As a note: With recent spike in salaries, many venture backed companies don't have the cash to pay the salaries of good seniors. Spoken with a dozen founders in SF facing this problem over the past two months.
This doesn’t seem possible. Startups are raising Series A rounds of 15-20 million routinely. A quarter of that would cover a reasonable number of senior engineers for a year or two.
But just in case it is possible…
Maybe they should try offering meaningful stock packages, rather than 0.1% and less?
Meaningful as in 0.5 to 1% for a senior engineer, 4-6% for a manager, until salary improves.
Also, try offering stock with no vesting cliff. It’s not smart to trade salary for stock when you might leave before the cliff through no fault of your own. So smart candidates often round the value of stock to $0, especially before the cliff.
You shouldn’t be giving managers 6-8x what you offer senior engineers at a startup, at least not in a startup where engineering matters.
If smart candidates are rounding the grant value down to zero, smart companies will not seek to give grants that are multiples of the current size. (That’s giving away $100 bills to someone who values them at less than your cost.)
When you’ve raised a $20M round and have an employee pool that is 10-20% in total, you don’t have many 1% grants to give…and you have exactly zero 6% grants to give.
> When you’ve raised a $20M round and have an employee pool that is 10-20% in total, you don’t have many 1% grants to give…and you have exactly zero 6% grants to give.
This is true, but the percentages illustrate how silly many investors are being about the resources necessary to put together a good engineering team.

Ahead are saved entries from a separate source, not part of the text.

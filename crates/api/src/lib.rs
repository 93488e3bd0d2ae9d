//! HTTP surface of the folio document service.

pub mod audit;
pub mod config;
pub mod error;
pub mod extract;
pub mod middleware;
pub mod routes;
pub mod state;

use axum::extract::DefaultBodyLimit;
use axum::Router;

use crate::state::AppState;

/// Room for multipart boundaries and the non-file fields of an upload.
const MULTIPART_OVERHEAD: usize = 64 * 1024;

/// Router with every route group and the standard middleware stack.
///
/// Bodies slightly over `max_upload_bytes` still reach the upload service so
/// it can report the size. Anything past the overhead fails body extraction
/// and is reported as a `validationError`.
pub fn app(state: AppState, max_upload_bytes: u64) -> Router {
    let body_limit = usize::try_from(max_upload_bytes)
        .unwrap_or(usize::MAX)
        .saturating_add(MULTIPART_OVERHEAD);

    routes::build_router(state)
        .layer(DefaultBodyLimit::max(body_limit))
        .layer(middleware::request_tracing::trace_layer())
        .layer(middleware::cors::cors_layer())
}
use bytes::Bytes;
use tracing::{error, info};
use uuid::Uuid;

use super::{ensure_owner, ensure_readable, require_caller, ServiceContext};
use crate::document::validate::validate_title;
use crate::document::{Document, DocumentPatch};
use crate::events::{DocumentChange, DocumentEvent};
use crate::identity::Identity;
use crate::{Error, Result};

/// Owner-editable document fields, applied in a single record write.
#[derive(Debug, Clone, Default)]
pub struct DocumentUpdate {
    pub title: Option<String>,
    pub is_public: Option<bool>,
}

/// Authorizes reads, edits and deletes of document records.
///
/// Existence is checked before ownership, so a missing row is `NotFound`
/// for everyone and a non-owned one is `Unauthorized`/`Forbidden`.
#[derive(Clone)]
pub struct AccessController {
    ctx: ServiceContext,
}

impl AccessController {
    pub fn new(ctx: ServiceContext) -> Self {
        Self { ctx }
    }

    pub async fn get(&self, caller: Option<&Identity>, id: Uuid) -> Result<Document> {
        let document = self.ctx.load_document(id).await?;
        ensure_readable(&document, caller)?;
        Ok(document)
    }

    /// Fetch the PDF bytes under the same rule as [`get`](Self::get).
    pub async fn read_content(&self, caller: Option<&Identity>, id: Uuid) -> Result<(Document, Bytes)> {
        let document = self.get(caller, id).await?;
        let data = self
            .ctx
            .call("get_blob", self.ctx.stores.blobs.get(&document.blob_path))
            .await?;
        Ok((document, data))
    }

    /// Public documents plus the caller's own, newest first.
    pub async fn list(&self, caller: Option<&Identity>) -> Result<Vec<Document>> {
        let viewer = caller.map(|identity| identity.id);
        self.ctx
            .call(
                "list_documents",
                self.ctx.stores.records.list_visible_documents(viewer),
            )
            .await
    }

    pub async fn update(
        &self,
        caller: Option<&Identity>,
        id: Uuid,
        update: DocumentUpdate,
    ) -> Result<Document> {
        let caller = require_caller(caller)?;
        let document = self.ctx.load_document(id).await?;
        ensure_owner(&document, caller)?;

        // Setting the current visibility is not a change.
        let patch = DocumentPatch {
            title: update.title.as_deref().map(validate_title).transpose()?,
            is_public: update.is_public.filter(|&flag| flag != document.is_public),
        };
        if patch.is_empty() {
            return Ok(document);
        }

        let updated = self
            .ctx
            .call(
                "update_document",
                self.ctx.stores.records.update_document(id, &patch),
            )
            .await?
            .ok_or_else(|| Error::not_found("document", id))?;

        info!(
            document_id = %id,
            title_changed = patch.title.is_some(),
            is_public = updated.is_public,
            "document updated"
        );
        if patch.title.is_some() {
            self.ctx
                .events
                .publish(DocumentEvent::Updated(DocumentChange::now(id, caller.id)));
        }
        if let Some(is_public) = patch.is_public {
            self.ctx.events.publish(DocumentEvent::VisibilityChanged {
                change: DocumentChange::now(id, caller.id),
                is_public,
            });
        }
        Ok(updated)
    }

    /// Remove the blob, then the record.
    ///
    /// A failed blob delete aborts with the record untouched. A failed record
    /// delete after the blob is gone is reported as is; the row keeps a
    /// dangling blob path until the caller deletes again.
    pub async fn delete(&self, caller: Option<&Identity>, id: Uuid) -> Result<()> {
        let caller = require_caller(caller)?;
        let document = self.ctx.load_document(id).await?;
        ensure_owner(&document, caller)?;

        self.ctx
            .call(
                "delete_blob",
                self.ctx.stores.blobs.delete(&document.blob_path),
            )
            .await?;

        let deleted = self
            .ctx
            .call("delete_document", self.ctx.stores.records.delete_document(id))
            .await
            .inspect_err(|err| {
                error!(
                    document_id = %id,
                    blob_path = %document.blob_path,
                    error = %err,
                    "document record delete failed after blob removal"
                );
            })?;
        if !deleted {
            return Err(Error::not_found("document", id));
        }

        info!(document_id = %id, "document deleted");
        self.ctx
            .events
            .publish(DocumentEvent::Deleted(DocumentChange::now(id, caller.id)));
        Ok(())
    }
}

I've had offers from startups with well known VC backers who wanted me specifically. They'd tell me their upper bound on cash, and then assuming I thought they had a decent chance, I'd calculate how much stock I'd need to make for the expected value for working for them to be at least as good as at a big tech company. Generally the calculation came out to 4-6% of the company per year.
That number could be lowered if I had access to the cap table or were being issued some kind of preferred stock, but no one's willing to do those things either.
Cash is cheap and labor is expensive but investors still want a way better deal than any engineer could dream of.
This is why I left Silicon Valley and founded my last company FAR, FAR from it. Silicon Valley is 100% OVER. It's jumped the shark. It's overdone and needs a fork stuck into it.
I sold the company 3 years ago. My latest company is doing so much better than it could ever be possible if in Silicon Valley in terms of "R&D budget/Investor capital".
It means we'll attain things that Silicon Valley startups with exactly that kind of personnel compensation requirements NEVER WILL.
SF a good senior can run you 350k/year not including overhead, add on overhead and you can quickly be looking at costs of ~500k per senior per year.
Vesting cliff isn't the only problem with stocks either. Common stock holders can easily get screwed over when raising or during any liquidation event that isn't an IPO or direct listing. The disparity in treatment means as an engineer you need to value stock at 1/10th face value as a rule of thumb.
But just in case it is possible…
Maybe they should try offering meaningful stock packages, rather than 0.1% and less?
Meaningful as in 0.5 to 1% for a senior engineer, 4-6% for a manager, until salary improves.
Also, try offering stock with no vesting cliff. It’s not smart to trade salary for stock when you might leave before the cliff through no fault of your own. So smart candidates often round the value of stock to $0, especially before the cliff.